Happy Feraren - February 17, 2015 in Events

[Cross posted from GMA News Online; Press release by Banthay.ph]

On February 21 (International Open Data Day), Bantay.ph, a platform that uses technology in mobilizing citizens to demand good governance, will host the very first citizen-initiated “Data Jam.”

Done in partnership with the Southeast Asia Technology and Transparency Initiative (SEATTI), the Data Jam aims to get citizens to participate in governance via data analysis and visualization.
The event also aims to teach the general public and journalists alike the fundamentals of data visualization and data-driven journalism through a real hands-on experience.
“Data Journalism in the Philippines is still a wide-open field,” notes TJ Dimacali, Philippine Cyberpress president. “It’s an exciting frontier, especially for tech-savvy journalists. But it’s also something anyone can do, given the right tools.”
Bantay.ph co-founder and 2014 School of Data Fellow Happy Feraren explains: “The information that we hope to mine from the activity can give us an insight on how and where exactly our systems of governance are failing. It can help us identify what exactly is going wrong and instead of pointing fingers,  we can use this information to improve the lapses of the bureaucracy.”
The Data Jam hopes to introduce the frontier of using data to raise awareness and give feedback to government. Feraren adds, “We will group writers, graphic designers, and data analysts together to come up with questions and find the answers together.”
The program and activity flow will be based on the international School of Data toolkit. Using the open datasets of Bantay.ph and the Civil Service Commission, the event wants to get people with the right skillsets to work together and discover new stories from the raw datasets provided. Overall, it’s a new way to shed light on national issues and is a slicker and more efficient way to give feedback to government.
The Philippines has been a signatory of the global Open Government Partnership (OGP) since 2011, which essentially encourages participatory governance and openness in the bureaucracy.

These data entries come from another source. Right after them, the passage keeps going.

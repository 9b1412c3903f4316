//! Schedule tests.

use std::sync::Arc;

use axum::http::Method;
use commcell_sdk::models::{Frequency, SchedulePattern, ScheduleQuery};
use commcell_sdk::{Fetcher, Lister};
use parking_lot::Mutex;
use serde_json::{json, Value};

use crate::common::{logged_in, MockResponse, MockServer};

const QOPERATION: &str = "Qcommand/qoperation execute";

fn task_detail(subtasks: &[(u64, &str)]) -> Value {
    let subtasks: Vec<Value> = subtasks
        .iter()
        .map(|(id, name)| json!({"subTask": {"subTaskId": id, "subTaskName": name}}))
        .collect();
    json!({"taskDetail": [{"task": {"taskId": 10}, "subTasks": subtasks}]})
}

fn task_info() -> Value {
    json!({"taskInfo": {
        "task": {"taskId": 10, "taskFlags": {"disabled": true}},
        "associations": [{"clientName": "FileServer01"}],
        "subTasks": [{
            "subTask": {"subTaskId": 100, "subTaskName": "Nightly Full"},
            "pattern": {"freq_type": 8, "active_start_time": 75600},
            "options": {"backupOpts": {"backupLevel": 1}}
        }]
    }})
}

fn mount_schedules(server: &MockServer) -> Arc<Mutex<Vec<(u64, &'static str)>>> {
    let subtasks = Arc::new(Mutex::new(vec![(100, "Nightly Full"), (101, "Hourly Logs")]));

    let list = Arc::clone(&subtasks);
    server.on(Method::GET, "Schedules", move |_| {
        MockResponse::json(task_detail(&list.lock()))
    });
    server.on_json(Method::GET, "Schedules/10", task_info());
    subtasks
}

#[tokio::test]
async fn test_lookup_by_name_and_id() {
    let server = MockServer::start().await;
    mount_schedules(&server);
    let commcell = logged_in(&server).await;

    let schedules = commcell.schedules().await.expect("schedules");
    assert!(schedules.has("nightly full"));
    assert!(schedules
        .has_schedule(&ScheduleQuery::by_name("HOURLY LOGS"))
        .expect("query"));
    assert!(schedules
        .has_schedule(&ScheduleQuery::by_subtask_id(101))
        .expect("query"));
    assert!(schedules
        .has_schedule(&ScheduleQuery::by_task_id(10))
        .expect("query"));
    assert!(!schedules
        .has_schedule(&ScheduleQuery::by_subtask_id(999))
        .expect("query"));
    assert_eq!(schedules.summaries().len(), 2);

    let nightly = schedules
        .get(&ScheduleQuery::by_name("Nightly Full"))
        .await
        .expect("schedule");
    assert_eq!(nightly.subtask_id(), 100);
    assert_eq!(nightly.task_id(), 10);
    assert_eq!(nightly.name(), "Nightly Full");
    assert!(nightly.is_disabled());
    assert_eq!(nightly.schedule_freq_type(), Some("weekly"));
}

#[tokio::test]
async fn test_client_schedules_use_client_filter() {
    let server = MockServer::start().await;
    mount_schedules(&server);
    server.on_json(
        Method::GET,
        "Schedules?clientId=11",
        task_detail(&[(300, "FS Daily")]),
    );
    let commcell = logged_in(&server).await;

    let schedules = commcell.client_schedules(11).await.expect("client schedules");
    assert!(schedules.has("fs daily"));
    assert!(!schedules.has("nightly full"));

    let requests = server.requests_to(&Method::GET, "Schedules");
    assert_eq!(requests[0].query.as_deref(), Some("clientId=11"));
}

#[tokio::test]
async fn test_query_errors() {
    let server = MockServer::start().await;
    mount_schedules(&server);
    let commcell = logged_in(&server).await;

    let schedules = commcell.schedules().await.expect("schedules");

    let err = schedules.has_schedule(&ScheduleQuery::default()).unwrap_err();
    assert_eq!(err.code().to_string(), "Schedules/102");

    let err = schedules
        .get(&ScheduleQuery::by_name("Weekly Synthetic"))
        .await
        .unwrap_err();
    assert!(err.is_not_found());
    assert_eq!(err.code().to_string(), "Schedules/105");

    let err = Fetcher::get(&*schedules, "weekly synthetic")
        .await
        .unwrap_err();
    assert_eq!(err.code().to_string(), "Schedules/105");
}

#[tokio::test]
async fn test_enable_and_run_now() {
    let server = MockServer::start().await;
    mount_schedules(&server);
    server.on_json(Method::POST, "Schedules/task/Action/Enable", json!({"errorCode": 0}));
    server.on_json(Method::POST, QOPERATION, json!({"jobIds": ["8812"]}));
    let commcell = logged_in(&server).await;

    let schedules = commcell.schedules().await.expect("schedules");
    let nightly = schedules
        .get(&ScheduleQuery::by_subtask_id(100))
        .await
        .expect("schedule");

    nightly.enable().await.expect("enable");
    let enable = server.requests_to(&Method::POST, "Schedules/task/Action/Enable");
    assert_eq!(enable[0].body, "taskId=10");
    assert_eq!(enable[0].header("content-type"), Some("text/plain"));

    assert_eq!(nightly.run_now().await.expect("run now"), "8812");
    let run = server.requests_to(&Method::POST, QOPERATION);
    let body = run[0].json();
    assert_eq!(body["TMMsg_TaskOperationReq"]["opType"], 5);
    assert_eq!(body["TMMsg_TaskOperationReq"]["taskIds"][0], 10);
}

#[tokio::test]
async fn test_set_pattern_keeps_task_and_options() {
    let server = MockServer::start().await;
    mount_schedules(&server);
    server.on_json(Method::POST, QOPERATION, json!({"taskId": 10}));
    let commcell = logged_in(&server).await;

    let schedules = commcell.schedules().await.expect("schedules");
    let mut nightly = schedules
        .get(&ScheduleQuery::by_name("nightly full"))
        .await
        .expect("schedule");

    let pattern = SchedulePattern::new(Frequency::daily());
    nightly.set_pattern(&pattern).await.expect("set pattern");

    let modify = server.requests_to(&Method::POST, QOPERATION);
    let body = modify[0].json();
    let task_info = &body["TMMsg_ModifyTaskReq"]["taskInfo"];
    assert_eq!(task_info["task"]["taskId"], 10);
    assert_eq!(task_info["associations"][0]["clientName"], "FileServer01");
    let subtask = &task_info["subTasks"][0];
    assert_eq!(subtask["pattern"]["freq_type"], 4);
    assert_eq!(subtask["options"]["backupOpts"]["backupLevel"], 1);
    assert_eq!(subtask["subTask"]["subTaskId"], 100);
}

#[tokio::test]
async fn test_delete_schedule() {
    let server = MockServer::start().await;
    let subtasks = mount_schedules(&server);
    let remove = Arc::clone(&subtasks);
    server.on(Method::POST, QOPERATION, move |_| {
        remove.lock().retain(|(id, _)| *id != 101);
        MockResponse::json(json!({"errorCode": 0}))
    });
    let commcell = logged_in(&server).await;

    let schedules = commcell.schedules().await.expect("schedules");
    schedules
        .delete(&ScheduleQuery::by_name("hourly logs"))
        .await
        .expect("delete");

    assert!(!schedules.has("hourly logs"));
    assert!(schedules.has("nightly full"));

    let delete = server.requests_to(&Method::POST, QOPERATION);
    let body = delete[0].json();
    let request = &body["TMMsg_TaskOperationReq"];
    assert_eq!(request["opType"], 3);
    assert_eq!(request["subtaskEntity"][0]["subtaskId"], 101);
}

One way that the OGP suggests is the use and application of open data provisions. Given the amount of public data, there should be a conscious effort to make these datasets available and easily accessible. And at the same time, citizens should make use of these datasets to ensure transparency is met.
“We want to promote that kind of culture where we make data-driven decisions, especially when it comes to matters of governance. There is so much we can do to track what government is doing and how they are performing. It’s one concrete way to tell them, as citizens, that ‘we are watching you,’ ” says Feraren. “It’s one way we can promote a culture of active citizenship – where we don’t just rely on mainstream media to know what’s really happening. There’s a whole lot of data out there that we don’t look at and given the right training and awareness, citizens CAN mine their own insights out of publicly available data.”
The Data Jam is organized by Bantay.ph and SEATTI, co-sponsored by the Open Knowledge Foundation, The School of Data – Philippines, and the Philippine Cyberpress.
Interested data analysts, storytellers, and graphic designers can RSVP via info@bantay.ph – LIMITED SLOTS ONLY and RSVP is a must. It will be held in on February 21, 1-5pm at the AIM Conference Center. Full details will be sent to confirmed participants.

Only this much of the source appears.